ACTIVITY:
If a line in the data has the string "failed", please show it.

Collected data:
──────────────────────────────

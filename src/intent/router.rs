use tracing::{info, warn};

use super::embedding::{l2_normalize, Embedder, EmbeddingIndex};
use super::keywords::{anchors_allow, overlap, tokenize};
use super::types::{IntentSpec, RouteMode, RouteResult};
use crate::config::RouterSettings;
use crate::planner::types::Tool;

#[derive(Debug, Clone, Copy)]
pub struct RouterThresholds {
    pub embedding: f32,
    pub keyword: f32,
}

impl Default for RouterThresholds {
    fn default() -> Self {
        Self { embedding: 0.52, keyword: 0.15 }
    }
}

impl From<&RouterSettings> for RouterThresholds {
    fn from(settings: &RouterSettings) -> Self {
        Self {
            embedding: settings.embed_threshold,
            keyword: settings.keyword_min_score,
        }
    }
}

/// Maps utterances to intent labels. Synchronous and read-only once built,
/// so it can be shared behind an `Arc` and called from any task.
pub struct IntentRouter {
    intents: Vec<IntentSpec>,
    thresholds: RouterThresholds,
    embedder: Option<Box<dyn Embedder>>,
    index: Option<EmbeddingIndex>,
}

impl IntentRouter {
    pub fn new(thresholds: RouterThresholds) -> Self {
        Self {
            intents: Vec::new(),
            thresholds,
            embedder: None,
            index: None,
        }
    }

    pub fn with_embedder(mut self, embedder: Box<dyn Embedder>) -> Self {
        self.embedder = Some(embedder);
        self
    }

    /// Adds an intent, or replaces one with the same label in place.
    pub fn register(&mut self, spec: IntentSpec) {
        match self.intents.iter_mut().find(|i| i.label == spec.label) {
            Some(existing) => *existing = spec,
            None => self.intents.push(spec),
        }
        // Stale until the next build.
        self.index = None;
    }

    pub fn register_all(&mut self, specs: impl IntoIterator<Item = IntentSpec>) {
        for spec in specs {
            self.register(spec);
        }
    }

    /// Encodes every example. Any failure leaves the router in keyword mode.
    pub fn build(&mut self) {
        self.index = None;

        let Some(embedder) = self.embedder.as_deref() else {
            info!("Intent router: no embedding backend, using keyword matching");
            return;
        };

        let labelled: Vec<(String, String)> = self
            .intents
            .iter()
            .flat_map(|i| i.examples.iter().map(move |e| (i.label.clone(), e.clone())))
            .collect();

        if labelled.is_empty() {
            warn!("Intent router: no examples registered, using keyword matching");
            return;
        }

        match EmbeddingIndex::build(embedder, &labelled) {
            Ok(index) => {
                info!(
                    "Intent router: embedding index ready ({} rows, dim {})",
                    index.len(),
                    index.dimension()
                );
                self.index = Some(index);
            }
            Err(e) => {
                warn!("Intent router: embedding build failed ({}), using keyword matching", e);
            }
        }
    }

    pub fn mode(&self) -> RouteMode {
        if self.index.is_some() {
            RouteMode::Embedding
        } else {
            RouteMode::Keyword
        }
    }

    pub fn intents(&self) -> &[IntentSpec] {
        &self.intents
    }

    pub fn handler_for(&self, label: &str) -> Option<Tool> {
        self.intents.iter().find(|i| i.label == label).map(|i| i.handler)
    }

    pub fn route(&self, text: &str) -> RouteResult {
        if text.trim().is_empty() {
            return RouteResult::no_match(0.0);
        }

        match (&self.index, self.embedder.as_deref()) {
            (Some(index), Some(embedder)) => self.route_embedding(index, embedder, text),
            _ => self.route_keywords(text),
        }
    }

    fn route_embedding(&self, index: &EmbeddingIndex, embedder: &dyn Embedder, text: &str) -> RouteResult {
        let mut query = match embedder.encode(&[text]) {
            Ok(mut rows) if !rows.is_empty() => rows.swap_remove(0),
            Ok(_) => {
                warn!("Intent router: encoder returned no vector");
                return RouteResult::no_match(0.0);
            }
            Err(e) => {
                warn!("Intent router: query encoding failed: {}", e);
                return RouteResult::no_match(0.0);
            }
        };
        if query.iter().any(|x| !x.is_finite()) {
            warn!("Intent router: encoder returned a non-finite vector");
            return RouteResult::no_match(0.0);
        }
        l2_normalize(&mut query);

        match index.nearest(&query) {
            Ok(Some((label, score))) => {
                let score = score.clamp(0.0, 1.0);
                if score < self.thresholds.embedding {
                    RouteResult::no_match(score)
                } else {
                    RouteResult { label: Some(label.to_string()), score }
                }
            }
            Ok(None) => RouteResult::no_match(0.0),
            Err(e) => {
                warn!("Intent router: {}", e);
                RouteResult::no_match(0.0)
            }
        }
    }

    fn route_keywords(&self, text: &str) -> RouteResult {
        let lowered = text.to_lowercase();
        let tokens = tokenize(&lowered);

        let mut best: Option<(&str, f64)> = None;
        for intent in &self.intents {
            if !anchors_allow(&intent.anchors, &lowered) {
                continue;
            }

            let score = intent
                .examples
                .iter()
                .map(|example| overlap(&tokens, &tokenize(example)))
                .fold(0.0_f64, f64::max);

            if best.map_or(true, |(_, b)| score > b) {
                best = Some((intent.label.as_str(), score));
            }
        }

        match best {
            Some((label, score)) => {
                let score = (score as f32).clamp(0.0, 1.0);
                if score < self.thresholds.keyword {
                    RouteResult::no_match(score)
                } else {
                    RouteResult { label: Some(label.to_string()), score }
                }
            }
            None => RouteResult::no_match(0.0),
        }
    }
}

──────────────────────────────

OUTPUT OF THE EXERCISE:
                warn!("Intent router: embedding build failed ({}), using keyword matching", e);
                warn!("Intent router: query encoding failed: {}", e);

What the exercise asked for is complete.